Task prompt: Find the lines in the records below that contain "Commands", and report each of them.

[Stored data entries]
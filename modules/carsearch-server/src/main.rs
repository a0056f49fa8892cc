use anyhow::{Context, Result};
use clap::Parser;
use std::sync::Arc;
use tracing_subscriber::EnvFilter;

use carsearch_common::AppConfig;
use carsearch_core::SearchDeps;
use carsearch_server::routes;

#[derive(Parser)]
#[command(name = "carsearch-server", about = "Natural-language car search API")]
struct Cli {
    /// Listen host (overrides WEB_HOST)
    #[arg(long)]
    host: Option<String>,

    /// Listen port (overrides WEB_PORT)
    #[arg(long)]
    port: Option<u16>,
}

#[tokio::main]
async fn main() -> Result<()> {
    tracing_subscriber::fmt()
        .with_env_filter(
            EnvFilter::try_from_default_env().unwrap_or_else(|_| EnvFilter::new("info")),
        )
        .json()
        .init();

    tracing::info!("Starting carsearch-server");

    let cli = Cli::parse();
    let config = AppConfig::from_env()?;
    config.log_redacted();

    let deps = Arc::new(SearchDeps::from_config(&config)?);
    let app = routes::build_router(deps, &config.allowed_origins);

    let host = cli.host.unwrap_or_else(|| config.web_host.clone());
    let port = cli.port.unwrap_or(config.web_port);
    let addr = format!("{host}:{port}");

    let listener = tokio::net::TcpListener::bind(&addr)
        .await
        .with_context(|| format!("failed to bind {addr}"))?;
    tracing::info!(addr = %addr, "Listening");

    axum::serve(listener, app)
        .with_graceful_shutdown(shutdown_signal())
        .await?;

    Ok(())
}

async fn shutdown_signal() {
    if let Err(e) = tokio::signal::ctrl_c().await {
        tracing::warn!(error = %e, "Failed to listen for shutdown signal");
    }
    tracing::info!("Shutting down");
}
---
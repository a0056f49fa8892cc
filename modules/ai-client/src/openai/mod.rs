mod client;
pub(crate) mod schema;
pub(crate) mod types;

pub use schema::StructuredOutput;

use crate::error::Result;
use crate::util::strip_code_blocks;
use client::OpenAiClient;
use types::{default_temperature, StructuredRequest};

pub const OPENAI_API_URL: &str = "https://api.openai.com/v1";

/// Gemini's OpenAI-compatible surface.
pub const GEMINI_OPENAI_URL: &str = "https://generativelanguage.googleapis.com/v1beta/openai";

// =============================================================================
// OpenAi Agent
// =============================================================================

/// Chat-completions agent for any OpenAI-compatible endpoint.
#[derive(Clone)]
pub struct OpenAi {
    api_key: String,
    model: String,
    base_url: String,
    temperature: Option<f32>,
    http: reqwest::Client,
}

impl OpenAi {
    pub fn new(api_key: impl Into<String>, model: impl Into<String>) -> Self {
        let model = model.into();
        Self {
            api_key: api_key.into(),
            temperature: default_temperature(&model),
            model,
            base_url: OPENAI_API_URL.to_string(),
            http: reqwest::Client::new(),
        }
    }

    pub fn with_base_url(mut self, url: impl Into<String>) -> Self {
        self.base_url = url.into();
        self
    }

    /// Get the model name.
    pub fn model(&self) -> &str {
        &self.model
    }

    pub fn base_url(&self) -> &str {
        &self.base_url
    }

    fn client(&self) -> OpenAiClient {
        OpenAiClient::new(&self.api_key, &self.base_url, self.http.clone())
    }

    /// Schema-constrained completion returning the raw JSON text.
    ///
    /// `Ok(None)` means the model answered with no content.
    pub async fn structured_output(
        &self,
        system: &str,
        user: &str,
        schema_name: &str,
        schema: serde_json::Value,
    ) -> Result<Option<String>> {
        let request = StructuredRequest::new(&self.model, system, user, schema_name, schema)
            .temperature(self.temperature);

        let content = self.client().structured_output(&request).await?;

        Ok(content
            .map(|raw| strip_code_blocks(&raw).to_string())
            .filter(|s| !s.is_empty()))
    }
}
* * *
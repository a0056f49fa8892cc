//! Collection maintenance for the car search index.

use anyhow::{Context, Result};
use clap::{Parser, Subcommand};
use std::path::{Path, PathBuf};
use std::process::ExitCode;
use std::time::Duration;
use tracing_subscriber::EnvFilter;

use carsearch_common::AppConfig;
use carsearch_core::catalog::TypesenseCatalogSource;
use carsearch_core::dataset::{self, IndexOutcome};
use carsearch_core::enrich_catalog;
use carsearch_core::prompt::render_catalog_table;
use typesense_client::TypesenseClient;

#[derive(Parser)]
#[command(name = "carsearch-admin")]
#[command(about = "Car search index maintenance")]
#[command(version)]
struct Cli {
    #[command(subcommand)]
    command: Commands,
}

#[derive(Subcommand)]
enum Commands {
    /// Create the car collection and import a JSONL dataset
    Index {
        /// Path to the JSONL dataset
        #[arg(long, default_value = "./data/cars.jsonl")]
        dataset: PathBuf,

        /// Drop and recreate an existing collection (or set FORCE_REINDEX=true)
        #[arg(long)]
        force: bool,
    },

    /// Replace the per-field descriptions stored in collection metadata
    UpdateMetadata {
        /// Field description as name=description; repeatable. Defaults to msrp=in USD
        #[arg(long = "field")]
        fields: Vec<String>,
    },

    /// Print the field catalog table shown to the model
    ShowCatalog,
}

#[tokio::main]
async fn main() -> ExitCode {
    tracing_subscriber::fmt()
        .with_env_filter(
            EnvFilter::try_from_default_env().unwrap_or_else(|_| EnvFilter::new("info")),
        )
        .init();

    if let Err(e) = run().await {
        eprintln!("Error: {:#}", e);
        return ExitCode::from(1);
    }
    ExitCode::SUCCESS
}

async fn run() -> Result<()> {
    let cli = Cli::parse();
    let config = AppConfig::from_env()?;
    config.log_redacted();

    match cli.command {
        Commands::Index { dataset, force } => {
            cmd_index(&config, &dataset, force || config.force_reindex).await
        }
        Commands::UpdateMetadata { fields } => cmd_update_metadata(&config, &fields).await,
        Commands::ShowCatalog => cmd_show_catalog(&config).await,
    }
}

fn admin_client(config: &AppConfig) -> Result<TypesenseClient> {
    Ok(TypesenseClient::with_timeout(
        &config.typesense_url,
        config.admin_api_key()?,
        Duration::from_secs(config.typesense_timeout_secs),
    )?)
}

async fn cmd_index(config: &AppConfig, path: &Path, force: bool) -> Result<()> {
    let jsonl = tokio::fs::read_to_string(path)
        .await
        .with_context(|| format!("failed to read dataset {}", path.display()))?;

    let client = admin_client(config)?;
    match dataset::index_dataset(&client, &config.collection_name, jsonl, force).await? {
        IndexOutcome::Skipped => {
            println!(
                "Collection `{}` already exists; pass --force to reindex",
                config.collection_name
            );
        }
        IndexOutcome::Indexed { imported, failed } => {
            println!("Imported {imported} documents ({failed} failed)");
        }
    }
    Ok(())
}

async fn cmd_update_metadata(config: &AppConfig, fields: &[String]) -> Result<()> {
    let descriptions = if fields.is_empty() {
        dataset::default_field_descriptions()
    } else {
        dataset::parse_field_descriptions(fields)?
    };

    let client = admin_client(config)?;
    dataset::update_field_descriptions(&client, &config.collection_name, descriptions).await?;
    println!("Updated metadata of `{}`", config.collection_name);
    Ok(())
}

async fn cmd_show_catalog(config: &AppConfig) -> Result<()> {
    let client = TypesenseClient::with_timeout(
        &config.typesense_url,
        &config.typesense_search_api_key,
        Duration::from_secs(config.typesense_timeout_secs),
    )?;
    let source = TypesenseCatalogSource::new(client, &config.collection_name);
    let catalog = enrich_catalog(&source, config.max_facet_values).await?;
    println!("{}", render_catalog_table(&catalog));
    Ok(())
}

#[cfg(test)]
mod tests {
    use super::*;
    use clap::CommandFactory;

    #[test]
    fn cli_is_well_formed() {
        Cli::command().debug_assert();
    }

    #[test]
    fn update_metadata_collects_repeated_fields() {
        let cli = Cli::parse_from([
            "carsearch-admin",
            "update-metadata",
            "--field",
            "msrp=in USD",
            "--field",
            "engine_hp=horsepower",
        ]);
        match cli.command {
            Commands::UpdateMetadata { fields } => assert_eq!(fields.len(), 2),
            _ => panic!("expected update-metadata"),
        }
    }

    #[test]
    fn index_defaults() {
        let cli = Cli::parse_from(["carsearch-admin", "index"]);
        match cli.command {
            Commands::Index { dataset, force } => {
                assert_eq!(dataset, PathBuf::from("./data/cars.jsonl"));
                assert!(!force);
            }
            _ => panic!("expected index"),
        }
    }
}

Completed exercise:
    command: Commands,
enum Commands {
        Commands::Index { dataset, force } => {
        Commands::UpdateMetadata { fields } => cmd_update_metadata(&config, &fields).await,
        Commands::ShowCatalog => cmd_show_catalog(&config).await,
            Commands::UpdateMetadata { fields } => assert_eq!(fields.len(), 2),
            Commands::Index { dataset, force } => {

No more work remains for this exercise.